今作の語り手はフィリピンからの違法移民である映画作家のRevereza自身だ。彼は列車で以てアメリカはニューヨークからロサンゼルスまで、長い長い陸路を旅することを決意する。そんな彼は映画作家としての性とばかり、旅の過程でカメラを回し続けるのだが、そんな旅路は自身の境遇について振り返るための大切な時間となっていく。

彼は字幕によって自身についてを少しずつ観客に語っていく。フィリピンからアメリカへとやってきた経験について、母親が不倫をして家族から離れては戻ってくるという経験について。字幕のみで綴られていく静かな語りの数々は素朴ながら、観る者自身にも人生を振り返させるような叙情性に満ち溢れている。

同時に描かれるのは監督の旅路である。例えばスクリーンに浮かび上がるのは乗客でごった返す駅のホーム、電車の席に身体を深く埋めて休む人々、窓にこびりついた真っ白い汚れや夥しい傷、車窓に浮かんでは消えていく風景。そういった何の変哲もない光景の数々を、監督は淡々と捉えていき、私たちの目の前に差し出していく。

しかしその光景たちがだんだんと美しさを獲得していくのだ。途中で監督が立ち寄る灰色がかった青に包まれた街では、そそりたつ電灯や駐車場で談笑する人々が見えてくる。夜の闇では宝石のような輝きを放つ灯りが、閃光のように車窓を駆け抜け、白い残像を残していく。そしてある時、監督は電車の最後部で遠ざかっていく風景を映し出すことになる。小さくなっていく木々や野原は何でもない風景のはずだが、そこには胸を締めつけるような感覚が宿っている。それはここに観る者それぞれの記憶を喚起するような郷愁が存在しているからだ。
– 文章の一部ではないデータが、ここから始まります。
use serde::{Deserialize, Serialize};
use std::path::PathBuf;

use crate::batch::DEFAULT_MAX_QUEUE_SIZE;
use crate::errors::ConfigError;
use crate::upsert::DEFAULT_CHUNK_SIZE;

#[derive(Debug, Clone, Default, Deserialize, Serialize)]
#[serde(default)]
pub struct IngestConfig {
    pub database: DbConfig,
    pub batch: BatchConfig,
    pub run: RunConfig,
}

/// Connection settings for the destination database.
#[derive(Debug, Clone, Deserialize, Serialize)]
#[serde(default)]
pub struct DbConfig {
    pub host: String,
    pub port: u16,
    pub dbname: String,
    pub user: String,
    pub password: String,
}

impl Default for DbConfig {
    fn default() -> Self {
        Self {
            host: "localhost".to_string(),
            port: 5432,
            dbname: "argon_db".to_string(),
            user: "argon_user".to_string(),
            password: "somepassword".to_string(),
        }
    }
}

#[derive(Debug, Clone, Deserialize, Serialize)]
#[serde(default)]
pub struct BatchConfig {
    pub max_queue_size: usize,
    pub chunk_size: usize,
    pub mode: WriteMode,
}

impl Default for BatchConfig {
    fn default() -> Self {
        Self {
            max_queue_size: DEFAULT_MAX_QUEUE_SIZE,
            chunk_size: DEFAULT_CHUNK_SIZE,
            mode: WriteMode::Batched,
        }
    }
}

/// How decomposed rows reach the store.
#[derive(Debug, Clone, Copy, Default, PartialEq, Eq, Deserialize, Serialize)]
#[serde(rename_all = "snake_case")]
pub enum WriteMode {
    /// Dependent rows go through the batch queue.
    #[default]
    Batched,
    /// Every row is written as soon as it is produced.
    Direct,
}

#[derive(Debug, Clone, Default, Deserialize, Serialize)]
#[serde(default)]
pub struct RunConfig {
    /// Drop and recreate every destination table before ingesting.
    pub init_schema: bool,
    pub dead_letter_dir: Option<PathBuf>,
    /// Write to an in-memory store instead of the database.
    pub dry_run: bool,
}

pub async fn load_config(config_path: Option<&str>) -> anyhow::Result<IngestConfig> {
    let mut config = match config_path {
        Some(path) => IngestConfig::from_file(path)?,
        None => IngestConfig::from_env()?,
    };
    config.database = config.database.with_overrides(|key| std::env::var(key).ok())?;
    Ok(config)
}

impl IngestConfig {
    pub fn from_file(path: &str) -> anyhow::Result<Self> {
        let content = std::fs::read_to_string(path).map_err(|e| ConfigError::LoadFailed {
            origin: path.to_string(),
            error: Box::new(e),
        })?;
        let config: IngestConfig = serde_yaml::from_str(&content)?;
        Ok(config)
    }

    /// Reads YAML from `INGEST_CONFIG`; defaults when the variable is unset.
    pub fn from_env() -> anyhow::Result<Self> {
        match std::env::var("INGEST_CONFIG") {
            Ok(config_str) => {
                let config: IngestConfig = serde_yaml::from_str(&config_str)?;
                Ok(config)
            }
            Err(_) => Ok(IngestConfig::default()),
        }
    }

    pub fn validate(&self) -> Result<(), ConfigError> {
        if self.batch.max_queue_size == 0 {
            return Err(ConfigError::ValidationFailed {
                reason: "batch.max_queue_size must be greater than zero".to_string(),
            });
        }
        if self.batch.chunk_size == 0 {
            return Err(ConfigError::ValidationFailed {
                reason: "batch.chunk_size must be greater than zero".to_string(),
            });
        }
        if self.database.dbname.is_empty() {
            return Err(ConfigError::ValidationFailed {
                reason: "database.dbname cannot be empty".to_string(),
            });
        }
        if self.database.host.is_empty() {
            return Err(ConfigError::ValidationFailed {
                reason: "database.host cannot be empty".to_string(),
            });
        }
        Ok(())
    }
}

impl DbConfig {
    /// Defaults overridden by `DBHOST`, `DBPORT`, `DBNAME`, `DBUSER` and
    /// `DBPASSWORD`.
    pub fn from_env() -> Result<Self, ConfigError> {
        DbConfig::default().with_overrides(|key| std::env::var(key).ok())
    }

    pub fn with_overrides(
        mut self,
        lookup: impl Fn(&str) -> Option<String>,
    ) -> Result<Self, ConfigError> {
        if let Some(host) = lookup("DBHOST") {
            self.host = host;
        }
        if let Some(port) = lookup("DBPORT") {
            self.port = port.parse().map_err(|_| ConfigError::Invalid {
                message: format!("DBPORT is not a valid port: {port:?}"),
            })?;
        }
        if let Some(dbname) = lookup("DBNAME") {
            self.dbname = dbname;
        }
        if let Some(user) = lookup("DBUSER") {
            self.user = user;
        }
        if let Some(password) = lookup("DBPASSWORD") {
            self.password = password;
        }
        Ok(self)
    }

    pub fn to_pg_config(&self) -> tokio_postgres::Config {
        let mut config = tokio_postgres::Config::new();
        config
            .host(&self.host)
            .port(self.port)
            .dbname(&self.dbname)
            .user(&self.user)
            .password(&self.password);
        config
    }
}

#[cfg(test)]
mod tests {
    use super::*;
    use std::collections::HashMap;
    use std::io::Write;

    #[test]
    fn test_parse_config_file() {
        let mut file = tempfile::NamedTempFile::new().unwrap();
        writeln!(
            file,
            r#"
database:
  host: db.internal
  dbname: trials
batch:
  max_queue_size: 50
  mode: direct
run:
  init_schema: true
  dead_letter_dir: /var/lib/ctgov/dead-letter
"#
        )
        .unwrap();

        let config = IngestConfig::from_file(file.path().to_str().unwrap()).unwrap();

        assert_eq!(config.database.host, "db.internal");
        assert_eq!(config.database.dbname, "trials");
        assert_eq!(config.database.port, 5432);
        assert_eq!(config.database.user, "argon_user");
        assert_eq!(config.batch.max_queue_size, 50);
        assert_eq!(config.batch.chunk_size, DEFAULT_CHUNK_SIZE);
        assert_eq!(config.batch.mode, WriteMode::Direct);
        assert!(config.run.init_schema);
        assert!(!config.run.dry_run);
        assert_eq!(
            config.run.dead_letter_dir,
            Some(PathBuf::from("/var/lib/ctgov/dead-letter"))
        );
        config.validate().unwrap();
    }

    #[test]
    fn test_defaults() {
        let config = IngestConfig::default();
        assert_eq!(config.batch.max_queue_size, 300);
        assert_eq!(config.batch.chunk_size, 100);
        assert_eq!(config.batch.mode, WriteMode::Batched);
        assert_eq!(config.database.dbname, "argon_db");
        assert!(config.run.dead_letter_dir.is_none());
        config.validate().unwrap();
    }

    #[test]
    fn test_missing_file_is_a_load_error() {
        let err = IngestConfig::from_file("/nonexistent/ingest.yaml").unwrap_err();
        assert!(matches!(
            err.downcast_ref::<ConfigError>(),
            Some(ConfigError::LoadFailed { .. })
        ));
    }

    #[test]
    fn test_zero_sizes_rejected() {
        let mut config = IngestConfig::default();
        config.batch.chunk_size = 0;
        assert!(matches!(config.validate(), Err(ConfigError::ValidationFailed { .. })));

        let mut config = IngestConfig::default();
        config.batch.max_queue_size = 0;
        assert!(config.validate().is_err());

        let mut config = IngestConfig::default();
        config.database.dbname.clear();
        assert!(config.validate().is_err());
    }

    #[test]
    fn test_db_overrides() {
        let env: HashMap<&str, &str> = HashMap::from([
            ("DBHOST", "pg.example.org"),
            ("DBPORT", "6543"),
            ("DBPASSWORD", "s3cret"),
        ]);
        let db = DbConfig::default()
            .with_overrides(|key| env.get(key).map(|v| v.to_string()))
            .unwrap();

        assert_eq!(db.host, "pg.example.org");
        assert_eq!(db.port, 6543);
        assert_eq!(db.password, "s3cret");
        assert_eq!(db.dbname, "argon_db");
    }

    #[test]
    fn test_bad_port_override() {
        let err = DbConfig::default()
            .with_overrides(|key| (key == "DBPORT").then(|| "fifty".to_string()))
            .unwrap_err();
        assert!(err.to_string().contains("DBPORT"));
    }
}
#![allow(dead_code)]

use serde_json::{json, Value};

use ctgov_core::Study;

/// A study exercising every list-driven table.
pub fn full_study_json(nct_id: &str) -> Value {
    json!({
        "protocolSection": {
            "identificationModule": {
                "nctId": nct_id,
                "orgStudyIdInfo": {"id": "GH-2021-07"},
                "organization": {"fullName": "General Hospital", "class": "OTHER"},
                "briefTitle": "Inhaled therapy for moderate asthma",
                "officialTitle": "A Randomized Trial of Drug X in Adults With Moderate Asthma",
                "acronym": "BREATHE"
            },
            "statusModule": {
                "statusVerifiedDate": "2024-03",
                "overallStatus": "RECRUITING",
                "startDateStruct": {"date": "2021-06-01", "type": "ACTUAL"},
                "primaryCompletionDateStruct": {"date": "2025-12", "type": "ESTIMATED"},
                "studyFirstSubmitDate": "2021-05-10",
                "lastUpdatePostDateStruct": {"date": "2024-03-15", "type": "ACTUAL"}
            },
            "sponsorCollaboratorsModule": {
                "responsibleParty": {"type": "SPONSOR"},
                "leadSponsor": {"name": "General Hospital", "class": "OTHER"},
                "collaborators": [{"name": "Acme Pharma", "class": "INDUSTRY"}]
            },
            "oversightModule": {"oversightHasDmc": true, "isFdaRegulatedDrug": true},
            "descriptionModule": {"briefSummary": "Tests Drug X."},
            "conditionsModule": {"conditions": ["Asthma", "Airway Inflammation"]},
            "designModule": {
                "studyType": "INTERVENTIONAL",
                "phases": ["PHASE2"],
                "designInfo": {"allocation": "RANDOMIZED", "primaryPurpose": "TREATMENT"},
                "enrollmentInfo": {"count": 240, "type": "ESTIMATED"}
            },
            "armsInterventionsModule": {
                "armGroups": [
                    {"label": "Drug X", "type": "EXPERIMENTAL"},
                    {"label": "Placebo", "type": "PLACEBO_COMPARATOR"}
                ],
                "interventions": [
                    {"type": "DRUG", "name": "Drug X", "armGroupLabels": ["Drug X"]}
                ]
            },
            "outcomesModule": {
                "primaryOutcomes": [{"measure": "FEV1 change", "timeFrame": "12 weeks"}]
            },
            "eligibilityModule": {
                "healthyVolunteers": false,
                "sex": "ALL",
                "minimumAge": "18 Years"
            },
            "contactsLocationsModule": {
                "centralContacts": [{"name": "Study Desk", "role": "CONTACT"}],
                "overallOfficials": [{"name": "Jane Roe", "role": "PRINCIPAL_INVESTIGATOR"}],
                "locations": [{
                    "facility": "General Hospital",
                    "status": "RECRUITING",
                    "city": "Springfield",
                    "country": "United States",
                    "contacts": [{"name": "Site Nurse", "role": "CONTACT", "phone": "555-0100"}]
                }]
            }
        },
        "derivedSection": {},
        "resultsSection": null
    })
}

pub fn minimal_study_json(nct_id: &str) -> Value {
    json!({
        "protocolSection": {
            "identificationModule": {
                "nctId": nct_id,
                "briefTitle": format!("Minimal study {nct_id}"),
                "organization": {"fullName": "Org"}
            }
        }
    })
}

pub fn study(raw: Value) -> Study {
    serde_json::from_value(raw).expect("fixture must deserialize")
}
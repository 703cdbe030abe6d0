//! Domain-level error types and the [`Outcome`] alias.
//!
//! Every fallible operation in the synchronisation core returns an
//! [`Outcome`]. Port adapters raise their own error enums; services map them
//! into [`Error`] at the point of occurrence and pass them up unmodified.

use serde::{Deserialize, Serialize};

/// Result of any fallible synchronisation operation.
///
/// `Ok` carries the produced value, `Err` carries the [`Error`] describing the
/// failure. There is no third state.
pub type Outcome<T> = Result<T, Error>;

/// Stable machine-readable error code describing the failure category.
#[derive(Debug, Clone, Copy, PartialEq, Eq, Hash, Serialize, Deserialize)]
#[non_exhaustive]
#[serde(rename_all = "snake_case")]
pub enum ErrorCode {
    /// A network-gated write was attempted while the session is offline.
    NetworkUnavailable,
    /// The authoritative backend rejected the request or timed out.
    RemoteFailure,
    /// The local cache could not be read or written.
    LocalFailure,
    /// One side of a dual-write committed and the other did not.
    PartialCommit,
    /// Card payload encryption or decryption failed.
    CipherFailure,
    /// Review images could not be uploaded.
    UploadFailure,
    /// The request is malformed or fails validation.
    InvalidRequest,
    /// The requested record does not exist.
    NotFound,
    /// An unexpected error occurred inside the domain.
    InternalError,
}

impl ErrorCode {
    /// Snake-case identifier used in logs.
    pub fn as_str(&self) -> &'static str {
        match self {
            Self::NetworkUnavailable => "network_unavailable",
            Self::RemoteFailure => "remote_failure",
            Self::LocalFailure => "local_failure",
            Self::PartialCommit => "partial_commit",
            Self::CipherFailure => "cipher_failure",
            Self::UploadFailure => "upload_failure",
            Self::InvalidRequest => "invalid_request",
            Self::NotFound => "not_found",
            Self::InternalError => "internal_error",
        }
    }

    fn fallback_message(self) -> &'static str {
        match self {
            Self::NetworkUnavailable => "network unavailable",
            Self::RemoteFailure => "remote store failure",
            Self::LocalFailure => "local store failure",
            Self::PartialCommit => "dual-write partially committed",
            Self::CipherFailure => "card cipher failure",
            Self::UploadFailure => "image upload failure",
            Self::InvalidRequest => "invalid request",
            Self::NotFound => "not found",
            Self::InternalError => "internal error",
        }
    }
}

impl std::fmt::Display for ErrorCode {
    fn fmt(&self, f: &mut std::fmt::Formatter<'_>) -> std::fmt::Result {
        f.write_str(self.as_str())
    }
}

/// Domain error payload: a message plus an optional wrapped cause.
///
/// ## Invariants
/// - `message` is non-empty once trimmed of whitespace.
///
/// # Examples
/// ```
/// use storefront::domain::{Error, ErrorCode};
///
/// let err = Error::new(ErrorCode::NotFound, "missing");
/// assert_eq!(err.code(), ErrorCode::NotFound);
/// assert_eq!(err.message(), "missing");
/// ```
#[derive(Debug, Clone, PartialEq, Eq)]
pub struct Error {
    code: ErrorCode,
    message: String,
    cause: Option<Box<Error>>,
}

/// Validation errors emitted by the constructors.
#[derive(Debug, Clone, PartialEq, Eq)]
pub enum ErrorValidationError {
    /// The message was empty or only whitespace.
    EmptyMessage,
}

impl std::fmt::Display for ErrorValidationError {
    fn fmt(&self, f: &mut std::fmt::Formatter<'_>) -> std::fmt::Result {
        match self {
            Self::EmptyMessage => write!(f, "error message must not be empty"),
        }
    }
}

impl std::error::Error for ErrorValidationError {}

impl Error {
    /// Create a new error.
    ///
    /// Blank messages are replaced with a generic description of `code`.
    pub fn new(code: ErrorCode, message: impl Into<String>) -> Self {
        Self::try_new(code, message).unwrap_or_else(|_| Self {
            code,
            message: code.fallback_message().to_owned(),
            cause: None,
        })
    }

    /// Fallible constructor that validates the message content.
    pub fn try_new(code: ErrorCode, message: impl Into<String>) -> Result<Self, ErrorValidationError> {
        let message = message.into();
        if message.trim().is_empty() {
            return Err(ErrorValidationError::EmptyMessage);
        }
        Ok(Self {
            code,
            message,
            cause: None,
        })
    }

    /// Stable machine-readable error code.
    pub fn code(&self) -> ErrorCode {
        self.code
    }

    /// Human-readable message surfaced to the presentation layer.
    pub fn message(&self) -> &str {
        self.message.as_str()
    }

    /// Wrapped cause, if any.
    pub fn cause(&self) -> Option<&Error> {
        self.cause.as_deref()
    }

    /// Attach the error that triggered this one.
    ///
    /// # Examples
    /// ```
    /// use storefront::domain::{Error, ErrorCode};
    ///
    /// let err = Error::partial_commit("write failed")
    ///     .with_cause(Error::remote_failure("timeout"));
    /// assert_eq!(err.cause().map(Error::code), Some(ErrorCode::RemoteFailure));
    /// ```
    pub fn with_cause(mut self, cause: Error) -> Self {
        self.cause = Some(Box::new(cause));
        self
    }

    /// Convenience constructor for [`ErrorCode::NetworkUnavailable`].
    pub fn network_unavailable() -> Self {
        Self::new(ErrorCode::NetworkUnavailable, "network unavailable")
    }

    /// Convenience constructor for [`ErrorCode::RemoteFailure`].
    pub fn remote_failure(message: impl Into<String>) -> Self {
        Self::new(ErrorCode::RemoteFailure, message)
    }

    /// Convenience constructor for [`ErrorCode::LocalFailure`].
    pub fn local_failure(message: impl Into<String>) -> Self {
        Self::new(ErrorCode::LocalFailure, message)
    }

    /// Convenience constructor for [`ErrorCode::PartialCommit`].
    pub fn partial_commit(message: impl Into<String>) -> Self {
        Self::new(ErrorCode::PartialCommit, message)
    }

    /// Convenience constructor for [`ErrorCode::CipherFailure`].
    pub fn cipher_failure(message: impl Into<String>) -> Self {
        Self::new(ErrorCode::CipherFailure, message)
    }

    /// Convenience constructor for [`ErrorCode::UploadFailure`].
    pub fn upload_failure(message: impl Into<String>) -> Self {
        Self::new(ErrorCode::UploadFailure, message)
    }

    /// Convenience constructor for [`ErrorCode::InvalidRequest`].
    pub fn invalid_request(message: impl Into<String>) -> Self {
        Self::new(ErrorCode::InvalidRequest, message)
    }

    /// Convenience constructor for [`ErrorCode::NotFound`].
    pub fn not_found(message: impl Into<String>) -> Self {
        Self::new(ErrorCode::NotFound, message)
    }

    /// Convenience constructor for [`ErrorCode::InternalError`].
    pub fn internal(message: impl Into<String>) -> Self {
        Self::new(ErrorCode::InternalError, message)
    }
}

impl std::fmt::Display for Error {
    fn fmt(&self, f: &mut std::fmt::Formatter<'_>) -> std::fmt::Result {
        write!(f, "{}", self.message)
    }
}

impl std::error::Error for Error {
    fn source(&self) -> Option<&(dyn std::error::Error + 'static)> {
        self.cause
            .as_deref()
            .map(|cause| cause as &(dyn std::error::Error + 'static))
    }
}

/// Compose independent sub-outcomes into one.
///
/// The result is `Ok` only when every sub-outcome succeeded; otherwise it is
/// the first failure in iteration order. Callers that care about completion
/// order must yield outcomes in the order they were observed.
///
/// # Examples
/// ```
/// use storefront::domain::{Error, ErrorCode, combine_all};
///
/// let outcomes = vec![Ok(()), Err(Error::local_failure("disk full")), Err(Error::remote_failure("timeout"))];
/// let err = combine_all(outcomes).expect_err("one sub-outcome failed");
/// assert_eq!(err.code(), ErrorCode::LocalFailure);
/// ```
pub fn combine_all<I>(outcomes: I) -> Outcome<()>
where
    I: IntoIterator<Item = Outcome<()>>,
{
    match first_failure(outcomes) {
        Some(error) => Err(error),
        None => Ok(()),
    }
}

/// Return the first error among `outcomes`, if any.
pub fn first_failure<T, I>(outcomes: I) -> Option<Error>
where
    I: IntoIterator<Item = Outcome<T>>,
{
    outcomes.into_iter().find_map(Result::err)
}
そして物語を通じて、この郷愁はどんどん膨らんでいく。旅それ自体は広大なるアメリカを縦断するという大いなる旅路だ。しかし監督が朴吶と語る記憶の数々は個人的でごく小さなものばかりだ。この大いなる旅路とちっぽけな記憶が静かに重なりあうことで、郷愁が醸し出されていく様は切実であり、感動的だ。

“No Data Plan”は小さなものと大きなものが静かに重なりあうことで形を成していく、素朴だけども美しい紀行映画だ。この旅路の中に私たちはそれぞれの記憶を見いだすことによって、人生という旅の奥深くまで潜りこんでいく、そんな切なる映画体験に埋没することになるはずだ。